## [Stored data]
········

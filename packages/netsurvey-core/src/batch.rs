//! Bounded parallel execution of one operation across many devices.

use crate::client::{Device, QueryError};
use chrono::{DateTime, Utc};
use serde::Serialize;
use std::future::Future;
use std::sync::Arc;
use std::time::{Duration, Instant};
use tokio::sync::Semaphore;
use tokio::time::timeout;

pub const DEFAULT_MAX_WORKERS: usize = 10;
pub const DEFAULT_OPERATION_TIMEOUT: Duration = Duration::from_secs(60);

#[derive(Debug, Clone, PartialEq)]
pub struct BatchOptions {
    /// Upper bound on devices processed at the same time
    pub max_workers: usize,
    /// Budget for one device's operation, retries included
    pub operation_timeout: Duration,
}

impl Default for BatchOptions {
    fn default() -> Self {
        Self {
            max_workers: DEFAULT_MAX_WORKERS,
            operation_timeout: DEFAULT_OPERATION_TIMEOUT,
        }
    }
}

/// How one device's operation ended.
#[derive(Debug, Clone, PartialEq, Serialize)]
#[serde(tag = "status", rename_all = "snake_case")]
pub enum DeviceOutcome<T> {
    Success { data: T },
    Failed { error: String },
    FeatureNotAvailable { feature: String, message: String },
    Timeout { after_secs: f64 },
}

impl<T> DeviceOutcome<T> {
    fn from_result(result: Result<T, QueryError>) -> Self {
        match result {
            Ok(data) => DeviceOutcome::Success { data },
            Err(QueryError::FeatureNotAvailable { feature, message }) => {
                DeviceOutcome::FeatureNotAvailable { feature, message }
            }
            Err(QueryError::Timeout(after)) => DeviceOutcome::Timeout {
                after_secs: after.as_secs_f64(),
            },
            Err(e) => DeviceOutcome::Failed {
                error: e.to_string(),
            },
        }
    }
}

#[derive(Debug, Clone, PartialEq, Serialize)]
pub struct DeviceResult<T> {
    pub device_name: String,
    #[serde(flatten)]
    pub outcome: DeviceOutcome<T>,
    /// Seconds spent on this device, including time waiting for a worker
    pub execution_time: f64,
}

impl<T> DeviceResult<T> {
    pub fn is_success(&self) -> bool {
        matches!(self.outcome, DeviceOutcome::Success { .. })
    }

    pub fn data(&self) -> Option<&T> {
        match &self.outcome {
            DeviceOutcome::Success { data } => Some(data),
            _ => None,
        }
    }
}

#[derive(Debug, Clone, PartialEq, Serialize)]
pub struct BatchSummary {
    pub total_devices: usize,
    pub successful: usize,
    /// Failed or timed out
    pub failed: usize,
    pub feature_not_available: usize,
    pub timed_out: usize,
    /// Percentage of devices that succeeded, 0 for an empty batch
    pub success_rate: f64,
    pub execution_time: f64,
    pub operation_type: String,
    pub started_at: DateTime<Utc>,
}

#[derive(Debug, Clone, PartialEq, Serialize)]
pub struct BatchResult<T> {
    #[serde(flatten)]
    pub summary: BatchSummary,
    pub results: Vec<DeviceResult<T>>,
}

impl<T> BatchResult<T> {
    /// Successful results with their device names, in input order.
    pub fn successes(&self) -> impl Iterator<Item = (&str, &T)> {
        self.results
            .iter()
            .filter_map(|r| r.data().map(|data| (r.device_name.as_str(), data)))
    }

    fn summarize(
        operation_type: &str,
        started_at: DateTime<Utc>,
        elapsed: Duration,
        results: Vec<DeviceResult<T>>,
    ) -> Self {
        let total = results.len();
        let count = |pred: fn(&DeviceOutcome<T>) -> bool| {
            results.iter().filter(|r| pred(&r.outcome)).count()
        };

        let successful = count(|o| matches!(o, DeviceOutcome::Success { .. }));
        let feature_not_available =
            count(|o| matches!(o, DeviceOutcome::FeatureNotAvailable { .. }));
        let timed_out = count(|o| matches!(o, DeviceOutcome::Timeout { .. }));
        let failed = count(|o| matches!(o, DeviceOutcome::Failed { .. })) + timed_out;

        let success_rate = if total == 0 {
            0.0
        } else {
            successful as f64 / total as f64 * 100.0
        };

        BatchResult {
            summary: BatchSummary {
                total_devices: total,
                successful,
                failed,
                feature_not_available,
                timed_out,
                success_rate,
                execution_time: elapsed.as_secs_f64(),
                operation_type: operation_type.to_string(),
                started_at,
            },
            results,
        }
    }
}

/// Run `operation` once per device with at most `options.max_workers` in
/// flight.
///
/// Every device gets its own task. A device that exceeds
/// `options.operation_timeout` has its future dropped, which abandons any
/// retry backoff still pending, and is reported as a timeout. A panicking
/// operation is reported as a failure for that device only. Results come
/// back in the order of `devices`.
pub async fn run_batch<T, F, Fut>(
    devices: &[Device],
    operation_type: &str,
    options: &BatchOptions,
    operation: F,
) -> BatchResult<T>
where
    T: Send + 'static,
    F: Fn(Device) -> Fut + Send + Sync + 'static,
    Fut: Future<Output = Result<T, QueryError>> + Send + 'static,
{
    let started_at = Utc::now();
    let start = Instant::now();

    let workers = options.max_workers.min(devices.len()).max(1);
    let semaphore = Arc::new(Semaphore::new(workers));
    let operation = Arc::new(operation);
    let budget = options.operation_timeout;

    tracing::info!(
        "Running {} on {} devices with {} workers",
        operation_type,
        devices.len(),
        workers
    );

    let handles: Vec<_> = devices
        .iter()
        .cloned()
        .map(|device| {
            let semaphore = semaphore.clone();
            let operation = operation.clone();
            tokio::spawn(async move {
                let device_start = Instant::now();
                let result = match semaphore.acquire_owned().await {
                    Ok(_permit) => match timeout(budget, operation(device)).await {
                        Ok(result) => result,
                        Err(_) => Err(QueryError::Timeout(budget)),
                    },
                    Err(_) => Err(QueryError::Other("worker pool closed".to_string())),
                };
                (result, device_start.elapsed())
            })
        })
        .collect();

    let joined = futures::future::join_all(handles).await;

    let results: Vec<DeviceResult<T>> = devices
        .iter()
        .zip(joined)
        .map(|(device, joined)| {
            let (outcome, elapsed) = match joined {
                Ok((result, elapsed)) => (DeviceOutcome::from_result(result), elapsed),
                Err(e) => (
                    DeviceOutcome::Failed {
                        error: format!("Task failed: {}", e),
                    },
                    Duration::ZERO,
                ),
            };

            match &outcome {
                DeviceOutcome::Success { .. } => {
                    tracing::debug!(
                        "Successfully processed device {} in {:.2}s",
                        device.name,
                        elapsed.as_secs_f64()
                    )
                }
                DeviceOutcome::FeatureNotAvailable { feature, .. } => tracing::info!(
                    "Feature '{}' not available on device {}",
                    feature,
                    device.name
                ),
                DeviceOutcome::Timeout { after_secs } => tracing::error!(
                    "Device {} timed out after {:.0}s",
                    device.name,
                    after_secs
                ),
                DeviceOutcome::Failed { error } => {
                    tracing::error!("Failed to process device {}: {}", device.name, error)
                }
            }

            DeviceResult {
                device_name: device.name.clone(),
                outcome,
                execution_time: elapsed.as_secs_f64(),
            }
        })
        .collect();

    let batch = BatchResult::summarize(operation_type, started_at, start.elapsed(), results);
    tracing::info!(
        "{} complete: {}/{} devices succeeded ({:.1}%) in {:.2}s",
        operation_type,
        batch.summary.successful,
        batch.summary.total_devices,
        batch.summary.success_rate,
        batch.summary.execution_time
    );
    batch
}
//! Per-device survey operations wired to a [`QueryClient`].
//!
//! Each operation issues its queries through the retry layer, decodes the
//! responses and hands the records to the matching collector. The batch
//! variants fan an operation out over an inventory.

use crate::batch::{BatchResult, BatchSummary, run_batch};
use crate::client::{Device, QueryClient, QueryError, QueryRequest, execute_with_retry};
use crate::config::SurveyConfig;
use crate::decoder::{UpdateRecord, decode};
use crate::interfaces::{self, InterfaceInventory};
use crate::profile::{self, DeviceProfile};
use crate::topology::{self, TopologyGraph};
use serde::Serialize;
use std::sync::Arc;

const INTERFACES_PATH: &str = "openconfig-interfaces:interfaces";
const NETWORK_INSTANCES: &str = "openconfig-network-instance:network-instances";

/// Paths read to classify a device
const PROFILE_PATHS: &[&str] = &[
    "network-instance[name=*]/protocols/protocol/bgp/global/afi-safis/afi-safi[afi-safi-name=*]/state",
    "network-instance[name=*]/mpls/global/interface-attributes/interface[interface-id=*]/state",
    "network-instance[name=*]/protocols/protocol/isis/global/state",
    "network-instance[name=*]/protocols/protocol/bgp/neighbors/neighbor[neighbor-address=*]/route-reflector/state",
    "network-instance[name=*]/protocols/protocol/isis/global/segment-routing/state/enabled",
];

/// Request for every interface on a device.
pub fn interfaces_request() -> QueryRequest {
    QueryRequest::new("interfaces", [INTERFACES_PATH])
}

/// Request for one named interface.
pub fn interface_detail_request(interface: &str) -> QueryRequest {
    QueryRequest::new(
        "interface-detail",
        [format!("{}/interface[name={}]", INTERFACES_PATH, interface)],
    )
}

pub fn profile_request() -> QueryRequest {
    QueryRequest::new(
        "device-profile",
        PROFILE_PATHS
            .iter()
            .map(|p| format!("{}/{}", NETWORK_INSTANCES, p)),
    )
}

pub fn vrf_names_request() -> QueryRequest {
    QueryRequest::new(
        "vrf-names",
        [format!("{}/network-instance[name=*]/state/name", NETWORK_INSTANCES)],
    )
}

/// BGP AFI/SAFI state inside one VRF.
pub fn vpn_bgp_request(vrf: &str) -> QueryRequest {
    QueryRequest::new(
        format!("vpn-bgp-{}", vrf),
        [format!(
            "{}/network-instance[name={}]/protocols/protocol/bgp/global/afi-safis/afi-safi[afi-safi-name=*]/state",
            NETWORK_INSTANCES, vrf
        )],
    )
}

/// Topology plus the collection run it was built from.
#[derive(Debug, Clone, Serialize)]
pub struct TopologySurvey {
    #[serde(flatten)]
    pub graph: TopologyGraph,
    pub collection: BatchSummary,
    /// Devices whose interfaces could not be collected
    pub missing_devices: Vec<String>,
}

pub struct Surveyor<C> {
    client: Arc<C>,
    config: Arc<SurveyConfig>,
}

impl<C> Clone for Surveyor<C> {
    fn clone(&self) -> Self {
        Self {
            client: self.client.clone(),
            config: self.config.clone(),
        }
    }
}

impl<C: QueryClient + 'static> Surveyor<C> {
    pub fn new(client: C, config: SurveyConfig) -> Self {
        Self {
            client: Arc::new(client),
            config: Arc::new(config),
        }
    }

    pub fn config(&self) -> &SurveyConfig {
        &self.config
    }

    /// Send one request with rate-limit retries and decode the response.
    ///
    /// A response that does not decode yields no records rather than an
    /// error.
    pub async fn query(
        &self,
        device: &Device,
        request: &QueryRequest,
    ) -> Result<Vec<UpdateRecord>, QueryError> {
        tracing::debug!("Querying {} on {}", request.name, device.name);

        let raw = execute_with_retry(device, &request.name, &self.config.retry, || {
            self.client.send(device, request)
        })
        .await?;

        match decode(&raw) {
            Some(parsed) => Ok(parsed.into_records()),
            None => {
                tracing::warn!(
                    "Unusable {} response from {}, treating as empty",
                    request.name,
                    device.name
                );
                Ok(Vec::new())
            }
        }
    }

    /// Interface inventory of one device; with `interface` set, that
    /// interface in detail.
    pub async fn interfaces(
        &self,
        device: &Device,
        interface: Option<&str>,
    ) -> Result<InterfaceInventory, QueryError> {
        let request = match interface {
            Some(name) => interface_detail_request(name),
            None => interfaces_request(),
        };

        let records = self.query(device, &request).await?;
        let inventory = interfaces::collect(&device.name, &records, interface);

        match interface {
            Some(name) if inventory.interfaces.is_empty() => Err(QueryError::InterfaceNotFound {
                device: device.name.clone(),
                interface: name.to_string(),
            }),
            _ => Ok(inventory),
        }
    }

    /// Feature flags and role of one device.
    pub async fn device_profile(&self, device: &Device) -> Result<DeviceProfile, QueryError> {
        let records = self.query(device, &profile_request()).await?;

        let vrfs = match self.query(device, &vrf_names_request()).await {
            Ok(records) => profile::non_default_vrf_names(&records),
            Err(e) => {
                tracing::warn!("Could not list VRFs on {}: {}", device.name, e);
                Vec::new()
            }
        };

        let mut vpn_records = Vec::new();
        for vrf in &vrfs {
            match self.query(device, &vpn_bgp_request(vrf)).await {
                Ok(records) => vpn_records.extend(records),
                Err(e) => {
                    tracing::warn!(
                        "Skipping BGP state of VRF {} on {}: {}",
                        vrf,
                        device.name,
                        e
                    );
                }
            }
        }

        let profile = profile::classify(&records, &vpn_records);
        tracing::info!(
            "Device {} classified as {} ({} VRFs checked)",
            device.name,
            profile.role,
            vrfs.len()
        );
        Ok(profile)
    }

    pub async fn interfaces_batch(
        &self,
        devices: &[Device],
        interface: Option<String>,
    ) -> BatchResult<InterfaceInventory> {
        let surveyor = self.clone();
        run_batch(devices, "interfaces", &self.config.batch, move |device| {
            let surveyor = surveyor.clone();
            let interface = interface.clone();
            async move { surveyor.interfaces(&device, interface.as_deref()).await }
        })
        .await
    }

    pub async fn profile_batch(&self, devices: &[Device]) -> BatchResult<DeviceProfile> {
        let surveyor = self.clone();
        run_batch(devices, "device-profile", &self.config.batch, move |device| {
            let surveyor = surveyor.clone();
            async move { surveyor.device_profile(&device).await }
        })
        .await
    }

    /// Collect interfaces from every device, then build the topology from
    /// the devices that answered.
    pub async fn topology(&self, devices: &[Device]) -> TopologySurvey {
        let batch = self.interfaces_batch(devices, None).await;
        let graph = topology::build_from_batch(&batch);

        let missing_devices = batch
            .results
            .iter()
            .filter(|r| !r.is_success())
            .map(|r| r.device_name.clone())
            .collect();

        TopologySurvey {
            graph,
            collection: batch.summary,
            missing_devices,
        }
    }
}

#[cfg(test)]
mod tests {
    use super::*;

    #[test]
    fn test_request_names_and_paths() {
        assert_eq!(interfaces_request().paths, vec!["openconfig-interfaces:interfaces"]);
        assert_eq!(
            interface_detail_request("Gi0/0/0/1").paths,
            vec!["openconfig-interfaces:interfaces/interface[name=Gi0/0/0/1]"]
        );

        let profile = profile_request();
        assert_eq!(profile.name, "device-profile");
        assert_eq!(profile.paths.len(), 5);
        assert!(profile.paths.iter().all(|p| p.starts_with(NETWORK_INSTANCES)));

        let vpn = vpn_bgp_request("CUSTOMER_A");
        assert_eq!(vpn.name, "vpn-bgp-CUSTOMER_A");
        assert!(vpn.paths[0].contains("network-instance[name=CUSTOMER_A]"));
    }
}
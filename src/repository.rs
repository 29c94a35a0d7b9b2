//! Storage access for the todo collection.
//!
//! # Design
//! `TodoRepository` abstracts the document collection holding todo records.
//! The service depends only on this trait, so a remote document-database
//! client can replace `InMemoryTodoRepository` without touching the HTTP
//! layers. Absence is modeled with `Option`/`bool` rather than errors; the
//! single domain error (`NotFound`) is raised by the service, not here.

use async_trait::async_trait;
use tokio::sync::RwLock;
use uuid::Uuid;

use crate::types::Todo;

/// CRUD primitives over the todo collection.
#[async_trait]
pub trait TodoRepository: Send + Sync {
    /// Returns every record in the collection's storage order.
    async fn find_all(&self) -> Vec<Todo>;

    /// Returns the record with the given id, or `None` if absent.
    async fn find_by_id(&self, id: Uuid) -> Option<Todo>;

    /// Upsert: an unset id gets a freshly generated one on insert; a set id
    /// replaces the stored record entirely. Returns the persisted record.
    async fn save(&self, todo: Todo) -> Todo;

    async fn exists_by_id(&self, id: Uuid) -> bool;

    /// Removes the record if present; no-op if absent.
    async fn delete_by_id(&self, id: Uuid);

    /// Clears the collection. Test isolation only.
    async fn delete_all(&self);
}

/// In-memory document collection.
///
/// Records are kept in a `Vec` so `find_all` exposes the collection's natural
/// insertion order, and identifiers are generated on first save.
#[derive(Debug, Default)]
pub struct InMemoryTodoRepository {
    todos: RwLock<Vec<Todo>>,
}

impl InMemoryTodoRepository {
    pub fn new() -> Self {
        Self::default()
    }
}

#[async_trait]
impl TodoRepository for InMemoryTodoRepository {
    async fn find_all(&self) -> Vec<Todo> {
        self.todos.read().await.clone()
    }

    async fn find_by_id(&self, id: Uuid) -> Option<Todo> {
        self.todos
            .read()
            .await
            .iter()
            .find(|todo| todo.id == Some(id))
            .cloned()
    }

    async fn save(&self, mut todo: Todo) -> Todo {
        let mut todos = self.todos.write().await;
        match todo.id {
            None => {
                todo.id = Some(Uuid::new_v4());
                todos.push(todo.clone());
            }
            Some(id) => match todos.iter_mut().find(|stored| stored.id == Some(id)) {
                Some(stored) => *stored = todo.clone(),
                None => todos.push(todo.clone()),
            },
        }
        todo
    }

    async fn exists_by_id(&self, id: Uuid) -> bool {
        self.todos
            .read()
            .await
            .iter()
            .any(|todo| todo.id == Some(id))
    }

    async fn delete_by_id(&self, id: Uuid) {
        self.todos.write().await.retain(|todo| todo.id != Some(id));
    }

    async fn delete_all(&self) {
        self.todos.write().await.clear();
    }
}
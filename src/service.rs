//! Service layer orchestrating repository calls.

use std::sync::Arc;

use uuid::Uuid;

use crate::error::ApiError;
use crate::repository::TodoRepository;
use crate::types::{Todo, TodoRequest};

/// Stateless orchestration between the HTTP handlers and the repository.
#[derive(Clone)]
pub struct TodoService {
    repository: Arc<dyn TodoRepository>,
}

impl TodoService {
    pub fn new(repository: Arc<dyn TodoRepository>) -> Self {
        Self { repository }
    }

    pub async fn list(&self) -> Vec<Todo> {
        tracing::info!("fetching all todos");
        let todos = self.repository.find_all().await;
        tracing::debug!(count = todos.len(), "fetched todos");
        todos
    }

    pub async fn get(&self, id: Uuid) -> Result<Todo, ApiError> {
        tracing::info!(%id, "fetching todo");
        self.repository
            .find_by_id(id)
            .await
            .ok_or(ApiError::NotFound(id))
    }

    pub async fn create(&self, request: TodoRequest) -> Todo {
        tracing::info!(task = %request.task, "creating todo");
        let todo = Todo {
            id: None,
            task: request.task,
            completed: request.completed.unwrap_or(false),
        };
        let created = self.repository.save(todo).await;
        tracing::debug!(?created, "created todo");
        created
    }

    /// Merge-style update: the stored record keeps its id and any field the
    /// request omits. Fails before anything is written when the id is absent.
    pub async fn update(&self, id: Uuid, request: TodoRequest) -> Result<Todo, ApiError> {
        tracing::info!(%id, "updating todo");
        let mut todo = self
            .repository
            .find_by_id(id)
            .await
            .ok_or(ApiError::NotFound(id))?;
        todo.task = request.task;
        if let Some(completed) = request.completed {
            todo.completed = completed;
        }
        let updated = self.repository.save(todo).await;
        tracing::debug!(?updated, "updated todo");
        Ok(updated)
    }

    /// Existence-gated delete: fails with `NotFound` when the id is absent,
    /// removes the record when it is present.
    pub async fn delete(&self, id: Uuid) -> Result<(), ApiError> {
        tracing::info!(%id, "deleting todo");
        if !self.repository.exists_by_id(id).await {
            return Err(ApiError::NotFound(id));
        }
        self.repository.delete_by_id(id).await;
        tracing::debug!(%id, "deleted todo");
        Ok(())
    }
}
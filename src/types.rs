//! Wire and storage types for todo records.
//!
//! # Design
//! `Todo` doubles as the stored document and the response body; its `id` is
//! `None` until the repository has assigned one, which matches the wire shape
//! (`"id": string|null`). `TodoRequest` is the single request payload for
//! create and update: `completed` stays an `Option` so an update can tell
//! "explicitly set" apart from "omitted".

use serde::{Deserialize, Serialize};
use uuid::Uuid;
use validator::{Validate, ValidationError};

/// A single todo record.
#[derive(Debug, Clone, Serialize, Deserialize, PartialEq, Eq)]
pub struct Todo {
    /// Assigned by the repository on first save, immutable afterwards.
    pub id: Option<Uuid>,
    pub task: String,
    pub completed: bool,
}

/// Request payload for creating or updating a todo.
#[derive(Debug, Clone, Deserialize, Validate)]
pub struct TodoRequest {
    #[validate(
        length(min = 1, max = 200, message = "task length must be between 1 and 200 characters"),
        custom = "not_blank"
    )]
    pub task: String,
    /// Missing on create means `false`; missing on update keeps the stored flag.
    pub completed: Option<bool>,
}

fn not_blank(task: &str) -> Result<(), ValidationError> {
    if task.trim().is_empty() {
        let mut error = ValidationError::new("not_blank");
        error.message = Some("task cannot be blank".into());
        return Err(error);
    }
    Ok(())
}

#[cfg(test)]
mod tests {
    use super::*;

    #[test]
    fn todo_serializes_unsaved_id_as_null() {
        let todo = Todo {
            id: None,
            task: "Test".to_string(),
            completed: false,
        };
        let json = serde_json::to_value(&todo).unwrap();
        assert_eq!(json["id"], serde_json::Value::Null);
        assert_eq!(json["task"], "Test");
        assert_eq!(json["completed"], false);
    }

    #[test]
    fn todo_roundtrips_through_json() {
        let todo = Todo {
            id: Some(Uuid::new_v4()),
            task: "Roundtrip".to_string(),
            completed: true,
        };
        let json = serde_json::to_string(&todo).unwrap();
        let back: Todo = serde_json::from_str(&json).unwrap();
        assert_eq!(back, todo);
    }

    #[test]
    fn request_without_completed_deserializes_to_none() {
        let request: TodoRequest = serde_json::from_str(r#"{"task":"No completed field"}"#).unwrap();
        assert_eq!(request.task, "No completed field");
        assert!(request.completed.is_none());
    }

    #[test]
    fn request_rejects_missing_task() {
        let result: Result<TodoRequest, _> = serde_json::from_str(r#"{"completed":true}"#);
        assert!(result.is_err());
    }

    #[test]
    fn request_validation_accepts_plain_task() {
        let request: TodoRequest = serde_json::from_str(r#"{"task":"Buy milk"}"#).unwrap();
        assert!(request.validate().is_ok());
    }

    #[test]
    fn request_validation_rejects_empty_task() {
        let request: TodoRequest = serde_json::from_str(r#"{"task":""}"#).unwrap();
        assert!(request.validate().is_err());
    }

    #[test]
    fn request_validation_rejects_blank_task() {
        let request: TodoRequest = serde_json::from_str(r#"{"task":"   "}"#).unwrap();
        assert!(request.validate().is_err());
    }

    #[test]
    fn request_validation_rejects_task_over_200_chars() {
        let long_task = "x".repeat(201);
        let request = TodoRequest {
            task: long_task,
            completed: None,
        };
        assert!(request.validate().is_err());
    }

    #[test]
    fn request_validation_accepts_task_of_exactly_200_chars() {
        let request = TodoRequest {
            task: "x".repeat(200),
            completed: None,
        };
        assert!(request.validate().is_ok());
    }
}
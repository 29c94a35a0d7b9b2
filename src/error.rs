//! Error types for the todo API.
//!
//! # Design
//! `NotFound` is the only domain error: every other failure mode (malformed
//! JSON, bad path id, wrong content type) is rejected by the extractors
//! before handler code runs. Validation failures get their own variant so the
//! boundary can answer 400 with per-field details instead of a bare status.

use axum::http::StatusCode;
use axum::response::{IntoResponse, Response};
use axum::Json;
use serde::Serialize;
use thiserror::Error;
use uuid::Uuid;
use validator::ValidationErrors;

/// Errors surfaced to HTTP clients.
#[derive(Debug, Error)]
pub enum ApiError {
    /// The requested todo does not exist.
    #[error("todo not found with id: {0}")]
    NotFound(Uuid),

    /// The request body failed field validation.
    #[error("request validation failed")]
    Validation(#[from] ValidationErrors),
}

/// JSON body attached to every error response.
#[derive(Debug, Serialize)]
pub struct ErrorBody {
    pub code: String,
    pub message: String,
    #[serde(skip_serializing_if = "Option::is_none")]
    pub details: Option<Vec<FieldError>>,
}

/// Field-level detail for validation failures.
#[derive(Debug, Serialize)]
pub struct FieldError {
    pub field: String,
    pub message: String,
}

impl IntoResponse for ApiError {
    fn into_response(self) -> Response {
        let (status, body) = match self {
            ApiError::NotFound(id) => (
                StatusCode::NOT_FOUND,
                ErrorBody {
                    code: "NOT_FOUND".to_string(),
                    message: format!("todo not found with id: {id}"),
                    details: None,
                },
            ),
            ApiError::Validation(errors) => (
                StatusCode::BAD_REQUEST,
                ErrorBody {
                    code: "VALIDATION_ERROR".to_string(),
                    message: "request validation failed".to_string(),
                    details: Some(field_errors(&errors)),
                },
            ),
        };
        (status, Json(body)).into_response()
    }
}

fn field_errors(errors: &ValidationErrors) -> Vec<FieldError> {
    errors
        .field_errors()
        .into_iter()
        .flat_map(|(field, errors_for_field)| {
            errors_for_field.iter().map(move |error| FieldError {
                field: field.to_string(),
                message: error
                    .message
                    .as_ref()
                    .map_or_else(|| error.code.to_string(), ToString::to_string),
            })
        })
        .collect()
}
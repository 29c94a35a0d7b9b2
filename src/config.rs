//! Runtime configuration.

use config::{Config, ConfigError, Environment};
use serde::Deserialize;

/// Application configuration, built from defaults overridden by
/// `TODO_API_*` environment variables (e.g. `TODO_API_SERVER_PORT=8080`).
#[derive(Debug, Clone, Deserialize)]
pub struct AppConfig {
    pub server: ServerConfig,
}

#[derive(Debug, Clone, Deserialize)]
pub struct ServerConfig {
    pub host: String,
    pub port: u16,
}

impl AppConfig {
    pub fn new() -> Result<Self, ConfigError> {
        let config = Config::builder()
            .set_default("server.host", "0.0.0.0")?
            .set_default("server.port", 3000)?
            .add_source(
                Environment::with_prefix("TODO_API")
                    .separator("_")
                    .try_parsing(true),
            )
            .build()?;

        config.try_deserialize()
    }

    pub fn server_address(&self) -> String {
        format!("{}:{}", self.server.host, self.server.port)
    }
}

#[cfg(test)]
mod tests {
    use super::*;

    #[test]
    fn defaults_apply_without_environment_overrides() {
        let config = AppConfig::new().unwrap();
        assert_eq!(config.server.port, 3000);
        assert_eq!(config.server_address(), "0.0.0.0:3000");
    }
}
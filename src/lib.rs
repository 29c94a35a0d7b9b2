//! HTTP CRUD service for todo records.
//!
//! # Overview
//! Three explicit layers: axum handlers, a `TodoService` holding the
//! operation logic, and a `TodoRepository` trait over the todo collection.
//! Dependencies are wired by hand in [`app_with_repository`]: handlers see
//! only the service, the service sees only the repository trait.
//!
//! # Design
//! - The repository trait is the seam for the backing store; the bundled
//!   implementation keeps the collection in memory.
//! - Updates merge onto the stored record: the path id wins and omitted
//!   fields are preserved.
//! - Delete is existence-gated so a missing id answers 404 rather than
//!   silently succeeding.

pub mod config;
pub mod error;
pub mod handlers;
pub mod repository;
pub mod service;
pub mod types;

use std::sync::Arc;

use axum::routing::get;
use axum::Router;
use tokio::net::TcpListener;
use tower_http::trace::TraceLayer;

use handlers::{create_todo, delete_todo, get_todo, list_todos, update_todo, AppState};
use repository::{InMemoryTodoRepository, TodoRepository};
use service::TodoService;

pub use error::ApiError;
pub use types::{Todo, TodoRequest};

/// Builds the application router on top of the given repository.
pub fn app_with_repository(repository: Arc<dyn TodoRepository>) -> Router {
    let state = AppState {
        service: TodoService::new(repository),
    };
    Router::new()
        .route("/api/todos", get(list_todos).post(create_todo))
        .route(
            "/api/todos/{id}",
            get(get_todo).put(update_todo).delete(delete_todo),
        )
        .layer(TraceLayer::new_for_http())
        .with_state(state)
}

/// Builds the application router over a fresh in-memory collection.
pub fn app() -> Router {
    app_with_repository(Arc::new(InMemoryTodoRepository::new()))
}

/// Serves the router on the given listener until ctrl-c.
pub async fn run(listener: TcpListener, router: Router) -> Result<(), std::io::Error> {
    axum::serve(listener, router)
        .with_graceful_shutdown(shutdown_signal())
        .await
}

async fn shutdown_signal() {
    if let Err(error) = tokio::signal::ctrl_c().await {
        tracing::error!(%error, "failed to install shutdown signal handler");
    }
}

········

## [WHAT THE EXERCISE ASKS]
Every line of the data above that contains the word "created" should be counted; please give the total alone.

## [SOLVED PROBLEM]
3